I had not heard of it. That is happening more often.
On March 29, Eli Lilly committed $2.75 billion to Insilico Medicine for AI-discovered drug candidates. Insilico has 28 drugs in its pipeline. Nearly half are already in clinical trials. Their first compound went from target identification to Phase I in under 30 months. Traditional pharma averages 4 to 6 years for the same milestone.
For those of us practicing longevity and preventive medicine, this deal is not just a pharma headline. It is a preview of what our clinical lives are about to look like.
What Lilly is actually buying
This is not Lilly’s first bet on Insilico.
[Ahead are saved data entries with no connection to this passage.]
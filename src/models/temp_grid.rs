use serde::{Deserialize, Serialize};

pub const TEMP_GRID_TOTAL: usize = 41;

#[derive(Debug, Clone, Default, PartialEq, Eq, Serialize, Deserialize)]
#[serde(rename_all = "camelCase")]
pub struct TempGridBlock {
    #[serde(default)]
    pub vlan: String,
    #[serde(default)]
    pub switch_name: String,
    #[serde(default)]
    pub port_number: String,
}
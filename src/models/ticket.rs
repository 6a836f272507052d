use chrono::{DateTime, Utc};
use serde::{Deserialize, Serialize};

#[derive(Debug, Clone, Copy, PartialEq, Eq, Serialize, Deserialize)]
#[serde(rename_all = "lowercase")]
pub enum TicketStatus {
    Open,
    Close,
}

impl TicketStatus {
    /// Case-insensitive parse; anything other than open/close is rejected
    /// at the boundary.
    pub fn parse(value: &str) -> Option<Self> {
        match value.trim().to_lowercase().as_str() {
            "open" => Some(Self::Open),
            "close" => Some(Self::Close),
            _ => None,
        }
    }
}

#[derive(Debug, Clone, Serialize, Deserialize)]
#[serde(rename_all = "camelCase")]
pub struct Ticket {
    pub id: i64,
    #[serde(default)]
    pub team_leader: String,
    #[serde(default)]
    pub team_members: String,
    #[serde(default)]
    pub creation_date_time: String,
    pub status: TicketStatus,
    #[serde(default)]
    pub subject: String,
    #[serde(default)]
    pub break_down: String,
    #[serde(default)]
    pub resolution: String,
    pub created_at: DateTime<Utc>,
    pub updated_at: DateTime<Utc>,
    /// Legacy field migrated into `creation_date_time` on load and never
    /// written back.
    #[serde(default, rename = "completionDateTime", skip_serializing)]
    pub legacy_completion_date_time: Option<String>,
}
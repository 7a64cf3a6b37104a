//! Load `.restem.toml` from the source root (CLI only). Lib callers build a
//! [`Config`](crate::utils::config::Config) directly.

use serde::Deserialize;
use std::path::{Path, PathBuf};

/// Optional settings a run can take from file or flags. CLI values win over
/// file values; anything still unset falls back to the crate defaults.
#[derive(Debug, Default, Deserialize)]
pub struct Overlay {
    pub base_dir: Option<PathBuf>,
    pub filter: Option<String>,
    pub jobs: Option<usize>,
    pub input_suffix: Option<String>,
    pub output_suffix: Option<String>,
    pub probe_bin: Option<PathBuf>,
    pub mux_bin: Option<PathBuf>,
    pub tag_bin: Option<PathBuf>,
}

impl Overlay {
    /// Field-by-field precedence merge: values in `self` win.
    pub fn or(self, fallback: Overlay) -> Overlay {
        Overlay {
            base_dir: self.base_dir.or(fallback.base_dir),
            filter: self.filter.or(fallback.filter),
            jobs: self.jobs.or(fallback.jobs),
            input_suffix: self.input_suffix.or(fallback.input_suffix),
            output_suffix: self.output_suffix.or(fallback.output_suffix),
            probe_bin: self.probe_bin.or(fallback.probe_bin),
            mux_bin: self.mux_bin.or(fallback.mux_bin),
            tag_bin: self.tag_bin.or(fallback.tag_bin),
        }
    }
}

#[derive(Debug, Deserialize)]
struct RestemToml {
    #[serde(default)]
    settings: Overlay,
}

/// Load `.restem.toml` from `dir` if present. Returns None if the file is
/// missing or unreadable; a malformed file is warned about and ignored.
pub fn load_restem_toml(dir: &Path) -> Option<Overlay> {
    let path = dir.join(".restem.toml");
    let s = std::fs::read_to_string(&path).ok()?;
    toml::from_str::<RestemToml>(&s)
        .map_err(|e| log::warn!("{}: {}", path.display(), e))
        .ok()
        .map(|f| f.settings)
}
The two companies have worked together since 2023 and signed a $100 million partnership in November 2025. This latest deal is a tenfold escalation. Lilly paid $115 million upfront, with the remaining $2.63 billion tied to milestones and royalties, in exchange for global rights to develop and commercialize novel oral therapeutics from Insilico’s platform.
What makes Insilico different from most AI drug companies is where it started. Its founder, Alex Zhavoronkov, built the platform around aging biology. PandaOmics, their target discovery engine, has been used to identify dual-purpose targets linked to the hallmarks of aging. Chemistry42, their molecular design engine, generates novel compounds from scratch in days.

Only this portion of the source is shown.